[EXTRACTED INFORMATION — start]

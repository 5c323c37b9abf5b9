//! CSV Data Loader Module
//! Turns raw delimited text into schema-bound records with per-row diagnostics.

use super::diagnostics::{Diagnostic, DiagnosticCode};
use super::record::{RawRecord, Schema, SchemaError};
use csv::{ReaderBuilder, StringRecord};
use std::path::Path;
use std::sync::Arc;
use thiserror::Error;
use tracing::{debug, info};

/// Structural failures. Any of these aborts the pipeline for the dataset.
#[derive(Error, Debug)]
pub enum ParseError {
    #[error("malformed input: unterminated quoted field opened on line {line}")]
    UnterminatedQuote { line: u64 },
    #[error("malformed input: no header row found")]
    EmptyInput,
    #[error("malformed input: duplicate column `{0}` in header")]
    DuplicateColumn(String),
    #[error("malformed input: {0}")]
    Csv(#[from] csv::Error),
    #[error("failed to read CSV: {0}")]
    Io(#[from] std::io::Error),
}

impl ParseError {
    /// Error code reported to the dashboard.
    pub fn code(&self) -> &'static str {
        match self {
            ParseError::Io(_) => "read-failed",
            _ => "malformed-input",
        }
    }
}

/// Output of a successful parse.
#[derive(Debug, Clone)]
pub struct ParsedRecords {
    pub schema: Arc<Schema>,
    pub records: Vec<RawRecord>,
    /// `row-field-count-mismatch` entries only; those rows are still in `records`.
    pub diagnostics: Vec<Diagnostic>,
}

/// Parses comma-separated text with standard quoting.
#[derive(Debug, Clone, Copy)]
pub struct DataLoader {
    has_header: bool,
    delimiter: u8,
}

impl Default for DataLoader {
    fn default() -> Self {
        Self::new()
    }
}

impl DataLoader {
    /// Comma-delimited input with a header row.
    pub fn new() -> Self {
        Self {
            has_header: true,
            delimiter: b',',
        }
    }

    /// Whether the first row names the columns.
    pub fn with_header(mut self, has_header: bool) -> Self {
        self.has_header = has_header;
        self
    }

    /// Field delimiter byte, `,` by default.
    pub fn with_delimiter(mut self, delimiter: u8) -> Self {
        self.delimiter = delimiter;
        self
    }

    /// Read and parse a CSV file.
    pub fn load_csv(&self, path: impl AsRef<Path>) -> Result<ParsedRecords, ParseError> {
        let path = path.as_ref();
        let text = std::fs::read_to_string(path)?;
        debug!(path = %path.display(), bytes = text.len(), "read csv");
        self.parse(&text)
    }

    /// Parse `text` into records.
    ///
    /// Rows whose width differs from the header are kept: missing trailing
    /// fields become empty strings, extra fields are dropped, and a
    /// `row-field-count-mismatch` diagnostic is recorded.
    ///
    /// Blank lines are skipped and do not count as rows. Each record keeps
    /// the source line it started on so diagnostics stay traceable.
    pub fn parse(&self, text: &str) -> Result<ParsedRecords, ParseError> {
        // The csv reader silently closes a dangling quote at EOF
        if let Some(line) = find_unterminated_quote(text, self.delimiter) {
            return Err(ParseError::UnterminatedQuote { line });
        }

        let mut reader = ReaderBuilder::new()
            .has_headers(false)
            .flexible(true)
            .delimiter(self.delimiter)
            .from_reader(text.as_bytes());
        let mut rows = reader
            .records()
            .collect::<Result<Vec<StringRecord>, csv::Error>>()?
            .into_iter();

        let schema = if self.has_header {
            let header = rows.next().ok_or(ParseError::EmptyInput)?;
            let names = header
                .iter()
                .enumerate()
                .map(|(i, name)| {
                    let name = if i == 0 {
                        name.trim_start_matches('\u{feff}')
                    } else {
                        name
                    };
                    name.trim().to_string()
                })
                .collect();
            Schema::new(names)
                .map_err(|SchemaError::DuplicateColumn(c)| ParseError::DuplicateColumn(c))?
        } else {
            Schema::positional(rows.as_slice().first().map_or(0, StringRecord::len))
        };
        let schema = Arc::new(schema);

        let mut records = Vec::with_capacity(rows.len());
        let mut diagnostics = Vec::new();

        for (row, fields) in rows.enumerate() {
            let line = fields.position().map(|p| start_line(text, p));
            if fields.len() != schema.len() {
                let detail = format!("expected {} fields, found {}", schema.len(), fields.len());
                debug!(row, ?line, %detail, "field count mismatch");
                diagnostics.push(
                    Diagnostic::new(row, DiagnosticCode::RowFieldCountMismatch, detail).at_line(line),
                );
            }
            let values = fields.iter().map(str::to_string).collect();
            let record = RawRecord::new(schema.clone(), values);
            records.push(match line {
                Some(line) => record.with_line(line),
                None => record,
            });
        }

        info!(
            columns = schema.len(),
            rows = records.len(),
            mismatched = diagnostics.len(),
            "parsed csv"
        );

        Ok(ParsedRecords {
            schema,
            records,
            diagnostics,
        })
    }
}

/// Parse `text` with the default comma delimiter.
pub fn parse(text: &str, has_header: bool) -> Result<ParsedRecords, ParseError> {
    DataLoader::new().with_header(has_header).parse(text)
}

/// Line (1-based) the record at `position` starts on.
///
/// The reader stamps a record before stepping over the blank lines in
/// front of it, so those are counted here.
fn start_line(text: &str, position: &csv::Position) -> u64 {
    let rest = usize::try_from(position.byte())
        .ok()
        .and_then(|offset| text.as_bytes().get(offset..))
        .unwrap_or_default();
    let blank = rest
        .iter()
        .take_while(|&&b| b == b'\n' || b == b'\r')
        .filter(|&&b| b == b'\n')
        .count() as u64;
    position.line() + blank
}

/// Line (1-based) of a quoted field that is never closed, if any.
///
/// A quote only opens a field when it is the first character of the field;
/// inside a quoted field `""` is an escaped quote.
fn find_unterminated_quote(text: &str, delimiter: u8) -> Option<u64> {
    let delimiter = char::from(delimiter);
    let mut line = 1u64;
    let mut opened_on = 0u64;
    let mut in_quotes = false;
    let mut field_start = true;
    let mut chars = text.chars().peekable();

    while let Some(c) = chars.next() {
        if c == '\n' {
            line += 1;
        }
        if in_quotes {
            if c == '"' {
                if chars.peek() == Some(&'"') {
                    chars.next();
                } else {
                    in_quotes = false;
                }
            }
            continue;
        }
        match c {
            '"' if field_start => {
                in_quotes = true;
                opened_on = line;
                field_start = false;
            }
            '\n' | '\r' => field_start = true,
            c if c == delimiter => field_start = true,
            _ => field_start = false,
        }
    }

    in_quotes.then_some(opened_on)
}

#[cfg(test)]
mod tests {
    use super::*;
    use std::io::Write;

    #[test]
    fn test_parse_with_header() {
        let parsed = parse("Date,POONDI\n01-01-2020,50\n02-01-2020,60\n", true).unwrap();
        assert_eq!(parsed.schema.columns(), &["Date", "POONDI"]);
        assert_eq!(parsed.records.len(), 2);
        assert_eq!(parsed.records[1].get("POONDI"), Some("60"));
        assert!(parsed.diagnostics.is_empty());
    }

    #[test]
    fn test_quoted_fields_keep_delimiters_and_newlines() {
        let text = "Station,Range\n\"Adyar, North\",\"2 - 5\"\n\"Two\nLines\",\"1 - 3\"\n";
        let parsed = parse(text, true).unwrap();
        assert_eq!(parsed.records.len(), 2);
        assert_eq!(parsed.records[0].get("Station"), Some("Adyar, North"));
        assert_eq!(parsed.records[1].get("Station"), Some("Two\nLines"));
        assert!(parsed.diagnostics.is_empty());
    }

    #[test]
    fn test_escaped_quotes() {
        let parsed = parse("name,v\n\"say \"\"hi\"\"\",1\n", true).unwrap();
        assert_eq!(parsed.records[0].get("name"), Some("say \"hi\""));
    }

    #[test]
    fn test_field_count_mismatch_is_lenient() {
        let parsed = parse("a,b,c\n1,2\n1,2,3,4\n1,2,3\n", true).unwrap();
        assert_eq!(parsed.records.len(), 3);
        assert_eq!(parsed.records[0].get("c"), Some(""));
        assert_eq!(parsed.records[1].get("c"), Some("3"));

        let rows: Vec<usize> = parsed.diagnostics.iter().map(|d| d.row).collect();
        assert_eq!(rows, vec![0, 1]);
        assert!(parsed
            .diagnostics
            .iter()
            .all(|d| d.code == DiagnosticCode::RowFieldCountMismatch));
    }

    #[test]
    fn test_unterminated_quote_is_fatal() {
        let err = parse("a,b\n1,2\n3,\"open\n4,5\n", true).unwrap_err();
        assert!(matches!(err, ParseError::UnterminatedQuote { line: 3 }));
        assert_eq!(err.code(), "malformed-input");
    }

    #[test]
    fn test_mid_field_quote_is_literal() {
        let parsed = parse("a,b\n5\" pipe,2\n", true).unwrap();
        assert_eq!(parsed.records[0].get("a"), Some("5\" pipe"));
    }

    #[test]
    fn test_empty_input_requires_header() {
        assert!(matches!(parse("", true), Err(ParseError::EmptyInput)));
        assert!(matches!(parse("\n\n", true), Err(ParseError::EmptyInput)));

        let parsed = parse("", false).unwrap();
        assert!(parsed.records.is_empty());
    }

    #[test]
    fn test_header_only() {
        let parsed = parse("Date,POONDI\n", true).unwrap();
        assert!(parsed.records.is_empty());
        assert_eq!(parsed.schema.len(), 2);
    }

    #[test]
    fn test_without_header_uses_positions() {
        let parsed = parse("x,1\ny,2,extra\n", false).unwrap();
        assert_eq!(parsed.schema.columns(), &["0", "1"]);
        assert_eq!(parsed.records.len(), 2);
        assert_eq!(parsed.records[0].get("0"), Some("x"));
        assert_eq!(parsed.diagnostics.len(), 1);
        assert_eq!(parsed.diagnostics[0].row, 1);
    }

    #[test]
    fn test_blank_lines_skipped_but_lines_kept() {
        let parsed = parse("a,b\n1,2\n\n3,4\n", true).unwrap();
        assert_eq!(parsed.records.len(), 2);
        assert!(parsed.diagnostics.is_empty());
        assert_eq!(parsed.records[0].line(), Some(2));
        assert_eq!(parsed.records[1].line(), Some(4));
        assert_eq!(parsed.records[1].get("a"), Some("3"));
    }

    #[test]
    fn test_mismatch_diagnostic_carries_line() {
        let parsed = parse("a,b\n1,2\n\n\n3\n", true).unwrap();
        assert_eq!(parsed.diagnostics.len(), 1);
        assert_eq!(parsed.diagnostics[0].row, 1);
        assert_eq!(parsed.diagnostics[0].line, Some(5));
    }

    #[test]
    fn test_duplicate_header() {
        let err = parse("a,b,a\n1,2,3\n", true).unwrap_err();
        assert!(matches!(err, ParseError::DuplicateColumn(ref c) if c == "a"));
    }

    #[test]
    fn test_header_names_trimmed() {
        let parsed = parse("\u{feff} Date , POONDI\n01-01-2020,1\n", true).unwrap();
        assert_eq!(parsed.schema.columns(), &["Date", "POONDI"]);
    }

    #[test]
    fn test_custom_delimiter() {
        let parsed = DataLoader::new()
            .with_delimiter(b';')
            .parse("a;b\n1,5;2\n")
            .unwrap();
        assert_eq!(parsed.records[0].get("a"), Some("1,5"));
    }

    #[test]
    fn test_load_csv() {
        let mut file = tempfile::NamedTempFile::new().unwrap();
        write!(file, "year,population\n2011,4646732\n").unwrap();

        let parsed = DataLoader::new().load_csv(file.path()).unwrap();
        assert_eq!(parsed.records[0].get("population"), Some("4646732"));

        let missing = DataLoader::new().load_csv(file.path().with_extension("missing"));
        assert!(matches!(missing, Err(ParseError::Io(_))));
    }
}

[EXTRACTED INFORMATION — finish]
[EXTRACTED INFORMATION — start]

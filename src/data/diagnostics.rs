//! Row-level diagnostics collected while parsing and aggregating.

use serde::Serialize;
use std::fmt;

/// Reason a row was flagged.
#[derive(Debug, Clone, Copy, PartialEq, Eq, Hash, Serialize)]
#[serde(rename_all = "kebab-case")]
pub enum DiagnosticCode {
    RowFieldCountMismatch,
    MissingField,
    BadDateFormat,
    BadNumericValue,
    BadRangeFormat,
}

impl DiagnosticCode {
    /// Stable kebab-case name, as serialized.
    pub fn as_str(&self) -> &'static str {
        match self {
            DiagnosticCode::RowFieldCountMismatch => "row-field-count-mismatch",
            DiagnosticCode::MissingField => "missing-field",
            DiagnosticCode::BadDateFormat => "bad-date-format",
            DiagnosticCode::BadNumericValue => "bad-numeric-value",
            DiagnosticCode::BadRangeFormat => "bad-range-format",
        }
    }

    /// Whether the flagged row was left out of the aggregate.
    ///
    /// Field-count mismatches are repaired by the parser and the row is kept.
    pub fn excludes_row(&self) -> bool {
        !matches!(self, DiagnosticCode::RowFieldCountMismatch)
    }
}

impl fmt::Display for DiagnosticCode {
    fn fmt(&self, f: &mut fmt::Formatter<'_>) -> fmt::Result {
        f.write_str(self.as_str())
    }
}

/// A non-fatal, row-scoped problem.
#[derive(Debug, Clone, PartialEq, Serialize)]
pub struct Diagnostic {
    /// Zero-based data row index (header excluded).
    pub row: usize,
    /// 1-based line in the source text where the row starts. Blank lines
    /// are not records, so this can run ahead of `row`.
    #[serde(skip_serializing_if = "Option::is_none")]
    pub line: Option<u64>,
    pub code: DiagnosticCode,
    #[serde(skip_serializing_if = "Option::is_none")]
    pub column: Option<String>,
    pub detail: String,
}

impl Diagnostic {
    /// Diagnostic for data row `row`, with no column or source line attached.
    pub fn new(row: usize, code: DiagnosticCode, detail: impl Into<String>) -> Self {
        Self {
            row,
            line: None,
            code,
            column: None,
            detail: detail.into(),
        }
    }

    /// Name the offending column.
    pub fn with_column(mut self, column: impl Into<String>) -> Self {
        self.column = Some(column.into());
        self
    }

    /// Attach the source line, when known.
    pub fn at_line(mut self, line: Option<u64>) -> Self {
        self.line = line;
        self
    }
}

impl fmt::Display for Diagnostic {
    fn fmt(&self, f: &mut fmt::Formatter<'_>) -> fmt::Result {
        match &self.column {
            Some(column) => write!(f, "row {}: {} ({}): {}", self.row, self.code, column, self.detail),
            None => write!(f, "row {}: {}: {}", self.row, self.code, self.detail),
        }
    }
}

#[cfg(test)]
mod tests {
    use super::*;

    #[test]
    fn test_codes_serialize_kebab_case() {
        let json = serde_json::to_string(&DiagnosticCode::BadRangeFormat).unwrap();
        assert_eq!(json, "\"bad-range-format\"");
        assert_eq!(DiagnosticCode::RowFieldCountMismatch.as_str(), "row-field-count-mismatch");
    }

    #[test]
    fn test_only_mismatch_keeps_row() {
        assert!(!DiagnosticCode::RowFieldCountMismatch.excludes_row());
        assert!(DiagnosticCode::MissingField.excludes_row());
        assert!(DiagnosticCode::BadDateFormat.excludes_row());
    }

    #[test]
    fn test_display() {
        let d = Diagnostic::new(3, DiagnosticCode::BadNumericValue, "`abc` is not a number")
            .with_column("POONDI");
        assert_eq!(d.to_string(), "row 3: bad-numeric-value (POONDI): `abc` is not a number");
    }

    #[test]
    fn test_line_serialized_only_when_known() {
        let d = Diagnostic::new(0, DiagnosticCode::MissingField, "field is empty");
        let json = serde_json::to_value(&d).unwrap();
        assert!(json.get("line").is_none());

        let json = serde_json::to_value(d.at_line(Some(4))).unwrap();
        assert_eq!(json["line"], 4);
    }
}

[EXTRACTED INFORMATION — finish]

EXERCISE INSTRUCTIONS: Copy out the lines above with "source" in them.

EXPECTED OUTPUT:
    /// the source line it started on so diagnostics stay traceable.
    /// 1-based line in the source text where the row starts. Blank lines
    /// Diagnostic for data row `row`, with no column or source line attached.
    /// Attach the source line, when known.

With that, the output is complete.